These are different times V. You may not like and neither do I. But till we get the terrorists to stop scaring us every day we fly for stupid reasons we have to put up with the challanges that is placed in front of us. I do not care who sits in the room on the side and sees a photo image of my body which is blured to a degree since they are looking for something specific that we may hide on our bodies. Sooner or later this person will get bored with all the ugly bodies and it will be like looking at the blank wall. The guy who pats me down in person is a different story since they do not do it for every passenger and they probably get some thrill out of it with certain people while hate it with others. But that to me is tougher to handle then my body on some monitor elsewhere. Also for people not being seen again when marching this way is too far off the beaten path and your mind needs to wake up to reality here a bit.

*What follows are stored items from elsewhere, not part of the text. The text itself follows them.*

//! Fetch translation.
//!
//! Queries never run on the caller's queue. The request is cloned and
//! executed on the stack's background fetch context; the resulting permanent
//! identifiers are then turned into handles bound to the caller's context by
//! a translation job on the caller's own queue.

use crate::completion::Completion;
use crate::context::{Context, ContextInner, ManagedRecord};
use crate::error::ContextError;
use crate::queue::wait_blocking;
use crate::store::FetchRequest;
use crate::types::{PermanentId, RecordId};
use std::sync::Arc;
use tracing::debug;

/// What a fetch hands back
#[derive(Debug, Clone, Copy, PartialEq, Eq, Default)]
pub enum FetchMode {
    /// Handles bound to the calling context
    #[default]
    Records,
    /// Bare permanent identifiers
    Identifiers,
}

#[derive(Debug, Clone, PartialEq)]
pub enum FetchResults {
    Records(Vec<ManagedRecord>),
    Identifiers(Vec<RecordId>),
}

impl FetchResults {
    pub fn len(&self) -> usize {
        match self {
            FetchResults::Records(records) => records.len(),
            FetchResults::Identifiers(ids) => ids.len(),
        }
    }

    pub fn is_empty(&self) -> bool {
        self.len() == 0
    }

    /// Identifiers of the results, in store order
    pub fn ids(&self) -> Vec<RecordId> {
        match self {
            FetchResults::Records(records) => records.iter().map(ManagedRecord::id).collect(),
            FetchResults::Identifiers(ids) => ids.clone(),
        }
    }

    pub fn into_records(self) -> Option<Vec<ManagedRecord>> {
        match self {
            FetchResults::Records(records) => Some(records),
            FetchResults::Identifiers(_) => None,
        }
    }
}

impl Context {
    /// Run `request` on the background fetch context and translate the results into this context
    pub async fn fetch(
        &self,
        request: &FetchRequest,
        mode: FetchMode,
    ) -> Result<FetchResults, ContextError> {
        let ids = execute(&self.inner, request.clone()).await?;
        match mode {
            FetchMode::Identifiers => Ok(FetchResults::Identifiers(
                ids.into_iter().map(RecordId::from).collect(),
            )),
            FetchMode::Records => {
                let cells = self
                    .inner
                    .run(move |state| {
                        ids.into_iter()
                            .map(|id| state.register_identity(RecordId::from(id)))
                            .collect::<Vec<_>>()
                    })
                    .await?;
                Ok(FetchResults::Records(
                    cells
                        .into_iter()
                        .map(|cell| ManagedRecord::new(cell, &self.inner))
                        .collect(),
                ))
            }
        }
    }

    /// Start a fetch and return immediately; `completion` receives the results
    pub fn fetch_async(
        &self,
        request: &FetchRequest,
        mode: FetchMode,
        completion: Completion<FetchResults>,
    ) {
        let context = self.clone();
        let request = request.clone();
        let default_queue = Arc::clone(&self.inner.env.main_queue);
        self.inner.env.handle.spawn(async move {
            let result = context.fetch(&request, mode).await;
            completion.deliver(result, &default_queue);
        });
    }

    /// Fetch, blocking the calling thread. Fails with a reentrancy error on
    /// this context's queue or the fetch context's queue.
    pub fn fetch_and_wait(
        &self,
        request: &FetchRequest,
        mode: FetchMode,
    ) -> Result<FetchResults, ContextError> {
        self.inner.ensure_not_on_chain()?;
        if let Some(fetcher) = self.inner.env.fetch_context.read().upgrade() {
            fetcher.ensure_not_on_chain()?;
        }
        wait_blocking(self.fetch(request, mode))?
    }

    pub async fn fetch_records(
        &self,
        request: &FetchRequest,
    ) -> Result<Vec<ManagedRecord>, ContextError> {
        match self.fetch(request, FetchMode::Records).await? {
            FetchResults::Records(records) => Ok(records),
            FetchResults::Identifiers(_) => Ok(Vec::new()),
        }
    }

    pub async fn fetch_ids(&self, request: &FetchRequest) -> Result<Vec<PermanentId>, ContextError> {
        let results = self.fetch(request, FetchMode::Identifiers).await?;
        Ok(results
            .ids()
            .into_iter()
            .filter_map(|id| id.permanent())
            .collect())
    }
}

/// Execute `request` on behalf of the background fetch context.
///
/// The fetch context's queue only does the bookkeeping; the query itself runs
/// on the blocking pool so one slow query never holds up another fetch.
async fn execute(
    caller: &Arc<ContextInner>,
    request: FetchRequest,
) -> Result<Vec<PermanentId>, ContextError> {
    let fetcher = caller
        .env
        .fetch_context
        .read()
        .upgrade()
        .ok_or(ContextError::NoFetchContext)?;
    let entity = request.entity.clone();

    fetcher.run(|state| state.queries_executed += 1).await?;
    let ids = caller
        .env
        .with_store(move |store| store.query(&request))
        .await
        .map_err(ContextError::QueryExecutionFailure)?;

    debug!(
        caller = %caller.id,
        fetcher = %fetcher.id,
        entity = %entity,
        results = ids.len(),
        "Fetch executed"
    );
    Ok(ids)
}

I understand your point, Gabesz, and people will vary on how intrusive this or that procedure will seem to them, personally. For a routine process, applied to every passenger, regardless of the perceived level of risk posed by a particular passenger, the scan is getting about as intrusive as it can get, short of a body cavity search. We'll have to live with whatever measures are taken, but there may be a point where what is asked is getting to be too much, and Americans will say, "Is this really necessary?" It doesn't appear we've reached that point, yet, for the majority of people who fly.
Honestly I don't think so. In the end what will win out is the fact that people just want to get to their destinations and get through security as quickly as possible. Is there a line that would be too far. Sure there is. The cavity search would bring air travel to a halt. *L*. But I'm betting as long as the security measures aren't physically invasive the people will accept them.